Say how many lines in the material below hold the word "invalid", and say nothing else.

* * * * *

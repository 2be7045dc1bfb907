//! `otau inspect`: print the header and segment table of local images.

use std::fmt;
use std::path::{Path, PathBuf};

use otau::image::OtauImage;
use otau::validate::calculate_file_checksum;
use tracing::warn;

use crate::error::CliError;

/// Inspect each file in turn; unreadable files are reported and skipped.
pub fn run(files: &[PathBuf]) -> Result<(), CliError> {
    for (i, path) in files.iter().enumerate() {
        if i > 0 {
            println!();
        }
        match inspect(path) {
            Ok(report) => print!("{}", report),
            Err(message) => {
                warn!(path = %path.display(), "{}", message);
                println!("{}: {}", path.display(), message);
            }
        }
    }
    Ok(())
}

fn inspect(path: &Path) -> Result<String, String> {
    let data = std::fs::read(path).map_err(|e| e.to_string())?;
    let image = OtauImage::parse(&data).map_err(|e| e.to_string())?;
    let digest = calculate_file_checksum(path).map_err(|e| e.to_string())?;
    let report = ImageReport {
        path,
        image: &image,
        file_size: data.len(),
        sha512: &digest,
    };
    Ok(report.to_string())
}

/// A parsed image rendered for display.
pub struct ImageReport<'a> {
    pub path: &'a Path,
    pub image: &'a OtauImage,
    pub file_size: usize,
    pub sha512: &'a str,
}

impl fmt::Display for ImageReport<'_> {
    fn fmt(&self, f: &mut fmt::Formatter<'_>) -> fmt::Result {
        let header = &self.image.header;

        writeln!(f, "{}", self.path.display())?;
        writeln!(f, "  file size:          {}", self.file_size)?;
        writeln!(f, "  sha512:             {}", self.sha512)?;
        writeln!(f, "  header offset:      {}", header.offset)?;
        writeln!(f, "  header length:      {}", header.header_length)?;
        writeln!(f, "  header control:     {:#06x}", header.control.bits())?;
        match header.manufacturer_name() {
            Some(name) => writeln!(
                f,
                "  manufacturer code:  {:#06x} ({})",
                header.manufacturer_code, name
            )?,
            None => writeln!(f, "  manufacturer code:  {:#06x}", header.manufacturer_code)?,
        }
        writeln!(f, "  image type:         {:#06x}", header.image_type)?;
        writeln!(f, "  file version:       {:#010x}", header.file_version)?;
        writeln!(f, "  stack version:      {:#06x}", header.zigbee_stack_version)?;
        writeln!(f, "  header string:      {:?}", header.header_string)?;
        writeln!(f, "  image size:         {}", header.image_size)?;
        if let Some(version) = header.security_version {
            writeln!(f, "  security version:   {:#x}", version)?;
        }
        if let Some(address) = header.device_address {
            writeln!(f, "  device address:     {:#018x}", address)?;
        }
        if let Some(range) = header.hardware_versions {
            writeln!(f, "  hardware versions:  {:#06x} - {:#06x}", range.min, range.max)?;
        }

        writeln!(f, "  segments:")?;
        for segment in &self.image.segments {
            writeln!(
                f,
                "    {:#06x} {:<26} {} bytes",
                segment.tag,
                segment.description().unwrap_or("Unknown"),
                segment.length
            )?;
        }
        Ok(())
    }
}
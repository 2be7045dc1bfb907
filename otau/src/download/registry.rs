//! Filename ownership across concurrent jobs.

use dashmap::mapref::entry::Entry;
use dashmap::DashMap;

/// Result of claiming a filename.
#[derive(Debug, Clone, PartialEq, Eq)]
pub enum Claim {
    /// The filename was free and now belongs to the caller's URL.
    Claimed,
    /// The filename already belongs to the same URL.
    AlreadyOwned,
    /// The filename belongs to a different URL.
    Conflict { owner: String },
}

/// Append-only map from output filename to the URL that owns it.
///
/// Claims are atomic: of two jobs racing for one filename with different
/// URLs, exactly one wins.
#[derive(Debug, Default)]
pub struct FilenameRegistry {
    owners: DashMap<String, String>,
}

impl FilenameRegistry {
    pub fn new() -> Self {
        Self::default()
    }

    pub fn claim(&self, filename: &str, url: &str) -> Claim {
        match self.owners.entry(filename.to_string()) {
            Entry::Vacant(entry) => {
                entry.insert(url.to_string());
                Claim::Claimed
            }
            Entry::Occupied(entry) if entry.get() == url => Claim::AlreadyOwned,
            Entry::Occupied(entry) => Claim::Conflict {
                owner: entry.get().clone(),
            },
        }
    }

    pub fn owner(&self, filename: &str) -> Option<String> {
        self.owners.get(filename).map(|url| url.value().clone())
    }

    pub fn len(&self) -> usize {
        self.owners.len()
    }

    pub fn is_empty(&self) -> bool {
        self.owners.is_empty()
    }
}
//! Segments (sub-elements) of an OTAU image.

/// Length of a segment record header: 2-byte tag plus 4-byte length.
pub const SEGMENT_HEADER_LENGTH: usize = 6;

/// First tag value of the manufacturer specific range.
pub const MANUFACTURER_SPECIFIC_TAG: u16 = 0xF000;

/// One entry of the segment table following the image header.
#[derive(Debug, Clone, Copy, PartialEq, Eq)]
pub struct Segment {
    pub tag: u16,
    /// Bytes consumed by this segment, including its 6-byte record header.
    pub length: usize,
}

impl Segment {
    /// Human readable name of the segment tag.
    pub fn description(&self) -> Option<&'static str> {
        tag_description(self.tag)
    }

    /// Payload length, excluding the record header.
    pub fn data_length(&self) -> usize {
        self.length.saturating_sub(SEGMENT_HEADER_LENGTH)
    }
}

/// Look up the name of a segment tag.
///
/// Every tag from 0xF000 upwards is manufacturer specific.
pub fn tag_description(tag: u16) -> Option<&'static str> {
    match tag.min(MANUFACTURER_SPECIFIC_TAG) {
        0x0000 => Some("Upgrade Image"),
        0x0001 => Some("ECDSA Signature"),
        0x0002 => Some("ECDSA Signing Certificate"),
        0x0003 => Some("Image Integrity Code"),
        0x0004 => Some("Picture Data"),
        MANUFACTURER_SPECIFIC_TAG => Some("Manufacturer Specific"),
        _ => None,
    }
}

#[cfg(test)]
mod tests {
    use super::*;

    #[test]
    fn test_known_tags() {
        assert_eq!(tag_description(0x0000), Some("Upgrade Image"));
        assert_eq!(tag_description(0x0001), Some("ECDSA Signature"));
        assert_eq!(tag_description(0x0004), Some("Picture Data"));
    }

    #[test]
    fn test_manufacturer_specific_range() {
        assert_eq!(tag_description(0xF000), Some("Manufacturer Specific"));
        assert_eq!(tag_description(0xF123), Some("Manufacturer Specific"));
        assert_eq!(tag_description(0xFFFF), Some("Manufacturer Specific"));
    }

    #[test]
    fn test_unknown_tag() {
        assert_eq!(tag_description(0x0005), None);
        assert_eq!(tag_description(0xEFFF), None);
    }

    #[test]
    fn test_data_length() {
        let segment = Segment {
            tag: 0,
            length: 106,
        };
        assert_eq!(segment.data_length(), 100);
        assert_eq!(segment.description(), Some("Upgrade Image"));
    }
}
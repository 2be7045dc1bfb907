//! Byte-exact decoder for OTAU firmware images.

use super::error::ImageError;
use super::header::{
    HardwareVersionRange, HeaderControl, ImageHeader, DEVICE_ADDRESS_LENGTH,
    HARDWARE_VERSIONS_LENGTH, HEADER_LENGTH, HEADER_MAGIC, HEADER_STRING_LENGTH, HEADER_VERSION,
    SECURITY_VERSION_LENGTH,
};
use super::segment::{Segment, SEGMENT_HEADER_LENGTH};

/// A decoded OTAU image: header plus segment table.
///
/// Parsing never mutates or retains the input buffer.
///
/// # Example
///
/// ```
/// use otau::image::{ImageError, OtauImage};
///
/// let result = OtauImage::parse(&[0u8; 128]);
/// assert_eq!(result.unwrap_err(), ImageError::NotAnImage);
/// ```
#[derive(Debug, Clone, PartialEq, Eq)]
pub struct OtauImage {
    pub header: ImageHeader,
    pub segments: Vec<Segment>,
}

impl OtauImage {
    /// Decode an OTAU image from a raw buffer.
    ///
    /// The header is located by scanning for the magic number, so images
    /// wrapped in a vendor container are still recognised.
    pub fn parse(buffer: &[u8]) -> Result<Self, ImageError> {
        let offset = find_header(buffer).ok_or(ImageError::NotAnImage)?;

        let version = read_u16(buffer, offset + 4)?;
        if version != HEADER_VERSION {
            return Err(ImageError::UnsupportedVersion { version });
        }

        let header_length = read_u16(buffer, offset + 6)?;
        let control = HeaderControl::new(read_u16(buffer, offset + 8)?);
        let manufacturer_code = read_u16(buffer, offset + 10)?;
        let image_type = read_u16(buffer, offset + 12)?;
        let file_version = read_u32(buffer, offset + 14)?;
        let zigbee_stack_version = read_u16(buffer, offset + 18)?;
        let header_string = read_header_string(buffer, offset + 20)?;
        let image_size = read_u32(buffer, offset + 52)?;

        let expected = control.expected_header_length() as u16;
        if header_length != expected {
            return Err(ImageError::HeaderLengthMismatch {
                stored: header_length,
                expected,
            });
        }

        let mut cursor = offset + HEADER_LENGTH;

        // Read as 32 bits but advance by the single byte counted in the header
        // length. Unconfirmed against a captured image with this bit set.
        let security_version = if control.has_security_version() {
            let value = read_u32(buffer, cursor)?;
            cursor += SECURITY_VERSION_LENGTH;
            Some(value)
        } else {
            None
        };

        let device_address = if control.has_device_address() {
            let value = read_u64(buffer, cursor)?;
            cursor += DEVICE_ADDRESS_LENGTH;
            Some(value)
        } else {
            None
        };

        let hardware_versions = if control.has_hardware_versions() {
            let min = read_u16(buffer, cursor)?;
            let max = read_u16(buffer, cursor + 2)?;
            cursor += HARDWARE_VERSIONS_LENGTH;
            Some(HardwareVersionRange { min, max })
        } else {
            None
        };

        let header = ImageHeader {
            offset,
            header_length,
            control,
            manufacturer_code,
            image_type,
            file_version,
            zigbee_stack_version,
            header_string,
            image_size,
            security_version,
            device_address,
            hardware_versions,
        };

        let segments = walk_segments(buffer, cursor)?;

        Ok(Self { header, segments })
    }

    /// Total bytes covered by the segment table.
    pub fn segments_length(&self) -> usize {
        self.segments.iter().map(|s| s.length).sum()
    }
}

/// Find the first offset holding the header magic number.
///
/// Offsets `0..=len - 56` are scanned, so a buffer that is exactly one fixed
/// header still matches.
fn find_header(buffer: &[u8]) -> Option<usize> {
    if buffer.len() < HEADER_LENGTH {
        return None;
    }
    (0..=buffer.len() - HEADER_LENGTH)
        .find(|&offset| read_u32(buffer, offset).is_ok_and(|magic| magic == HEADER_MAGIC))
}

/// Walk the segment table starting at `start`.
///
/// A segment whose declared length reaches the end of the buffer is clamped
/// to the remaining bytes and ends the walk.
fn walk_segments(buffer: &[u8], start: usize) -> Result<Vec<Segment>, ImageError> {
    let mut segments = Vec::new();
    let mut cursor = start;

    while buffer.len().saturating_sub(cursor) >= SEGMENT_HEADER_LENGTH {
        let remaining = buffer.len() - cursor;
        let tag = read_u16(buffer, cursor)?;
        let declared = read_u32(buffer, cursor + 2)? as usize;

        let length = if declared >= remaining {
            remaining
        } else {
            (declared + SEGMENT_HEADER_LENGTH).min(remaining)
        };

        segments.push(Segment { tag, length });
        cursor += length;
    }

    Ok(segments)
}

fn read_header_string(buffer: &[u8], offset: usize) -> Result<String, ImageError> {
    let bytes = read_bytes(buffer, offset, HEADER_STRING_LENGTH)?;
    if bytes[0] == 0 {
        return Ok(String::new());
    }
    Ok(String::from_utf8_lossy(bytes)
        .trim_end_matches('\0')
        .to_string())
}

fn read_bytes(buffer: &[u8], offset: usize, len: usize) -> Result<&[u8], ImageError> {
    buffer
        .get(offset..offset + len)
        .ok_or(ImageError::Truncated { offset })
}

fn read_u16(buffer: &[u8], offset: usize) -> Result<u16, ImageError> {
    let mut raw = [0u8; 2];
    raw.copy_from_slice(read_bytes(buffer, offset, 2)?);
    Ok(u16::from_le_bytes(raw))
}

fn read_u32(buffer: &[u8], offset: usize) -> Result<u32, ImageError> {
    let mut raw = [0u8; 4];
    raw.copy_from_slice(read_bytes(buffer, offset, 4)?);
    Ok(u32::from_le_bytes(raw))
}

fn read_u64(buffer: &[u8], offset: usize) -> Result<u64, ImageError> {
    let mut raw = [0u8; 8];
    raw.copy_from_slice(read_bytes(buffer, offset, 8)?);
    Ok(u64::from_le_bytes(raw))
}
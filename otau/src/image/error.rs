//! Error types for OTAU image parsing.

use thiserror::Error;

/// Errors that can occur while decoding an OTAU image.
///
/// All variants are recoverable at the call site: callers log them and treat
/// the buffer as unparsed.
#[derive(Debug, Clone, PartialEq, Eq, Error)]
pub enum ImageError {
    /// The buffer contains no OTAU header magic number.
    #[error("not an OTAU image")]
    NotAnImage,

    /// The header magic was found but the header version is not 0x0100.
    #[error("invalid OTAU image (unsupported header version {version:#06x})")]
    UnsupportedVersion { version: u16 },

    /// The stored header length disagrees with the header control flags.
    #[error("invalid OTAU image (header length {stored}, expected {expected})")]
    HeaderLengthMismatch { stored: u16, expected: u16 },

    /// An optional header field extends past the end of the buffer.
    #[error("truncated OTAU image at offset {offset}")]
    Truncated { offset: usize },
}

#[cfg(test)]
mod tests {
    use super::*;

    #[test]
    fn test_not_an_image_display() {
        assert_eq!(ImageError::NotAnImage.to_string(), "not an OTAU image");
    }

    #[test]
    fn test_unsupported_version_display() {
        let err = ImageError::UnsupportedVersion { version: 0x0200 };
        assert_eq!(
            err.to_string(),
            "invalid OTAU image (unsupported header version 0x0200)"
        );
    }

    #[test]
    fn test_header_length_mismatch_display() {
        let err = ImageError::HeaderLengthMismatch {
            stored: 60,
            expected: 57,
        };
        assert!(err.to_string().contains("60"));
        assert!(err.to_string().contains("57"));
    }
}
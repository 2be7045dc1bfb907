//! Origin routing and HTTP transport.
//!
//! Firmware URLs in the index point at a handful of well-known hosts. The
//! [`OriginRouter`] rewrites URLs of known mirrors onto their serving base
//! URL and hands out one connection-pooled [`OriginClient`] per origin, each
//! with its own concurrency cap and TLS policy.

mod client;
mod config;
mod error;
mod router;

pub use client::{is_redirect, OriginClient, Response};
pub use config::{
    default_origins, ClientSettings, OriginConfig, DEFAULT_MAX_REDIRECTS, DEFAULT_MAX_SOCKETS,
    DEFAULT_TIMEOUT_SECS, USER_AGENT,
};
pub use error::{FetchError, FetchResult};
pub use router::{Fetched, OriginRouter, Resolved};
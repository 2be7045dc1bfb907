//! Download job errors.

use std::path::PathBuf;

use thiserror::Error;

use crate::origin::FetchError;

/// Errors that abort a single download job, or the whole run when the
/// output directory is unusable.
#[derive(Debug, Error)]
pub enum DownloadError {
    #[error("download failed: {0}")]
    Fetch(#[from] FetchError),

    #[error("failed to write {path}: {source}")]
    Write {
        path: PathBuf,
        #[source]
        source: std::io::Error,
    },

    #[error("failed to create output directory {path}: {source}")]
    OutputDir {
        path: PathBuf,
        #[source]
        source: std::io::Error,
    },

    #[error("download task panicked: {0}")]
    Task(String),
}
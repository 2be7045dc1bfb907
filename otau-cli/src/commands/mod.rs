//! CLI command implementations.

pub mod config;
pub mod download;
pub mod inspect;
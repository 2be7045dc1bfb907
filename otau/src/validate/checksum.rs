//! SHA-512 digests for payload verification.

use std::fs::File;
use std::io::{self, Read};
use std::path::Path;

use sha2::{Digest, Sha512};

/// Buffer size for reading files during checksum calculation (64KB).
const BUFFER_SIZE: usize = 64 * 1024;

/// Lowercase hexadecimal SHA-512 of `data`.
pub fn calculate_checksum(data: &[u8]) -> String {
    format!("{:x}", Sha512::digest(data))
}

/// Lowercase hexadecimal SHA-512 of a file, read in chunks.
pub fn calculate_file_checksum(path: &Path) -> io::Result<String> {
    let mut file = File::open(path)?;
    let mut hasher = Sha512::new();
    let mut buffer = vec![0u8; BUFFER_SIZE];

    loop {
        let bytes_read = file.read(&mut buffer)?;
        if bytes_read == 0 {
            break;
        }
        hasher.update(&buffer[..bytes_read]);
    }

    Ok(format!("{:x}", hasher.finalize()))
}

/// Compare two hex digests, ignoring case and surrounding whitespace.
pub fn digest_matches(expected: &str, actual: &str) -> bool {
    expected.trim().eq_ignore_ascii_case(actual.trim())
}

* * * * *

[Expected output]
3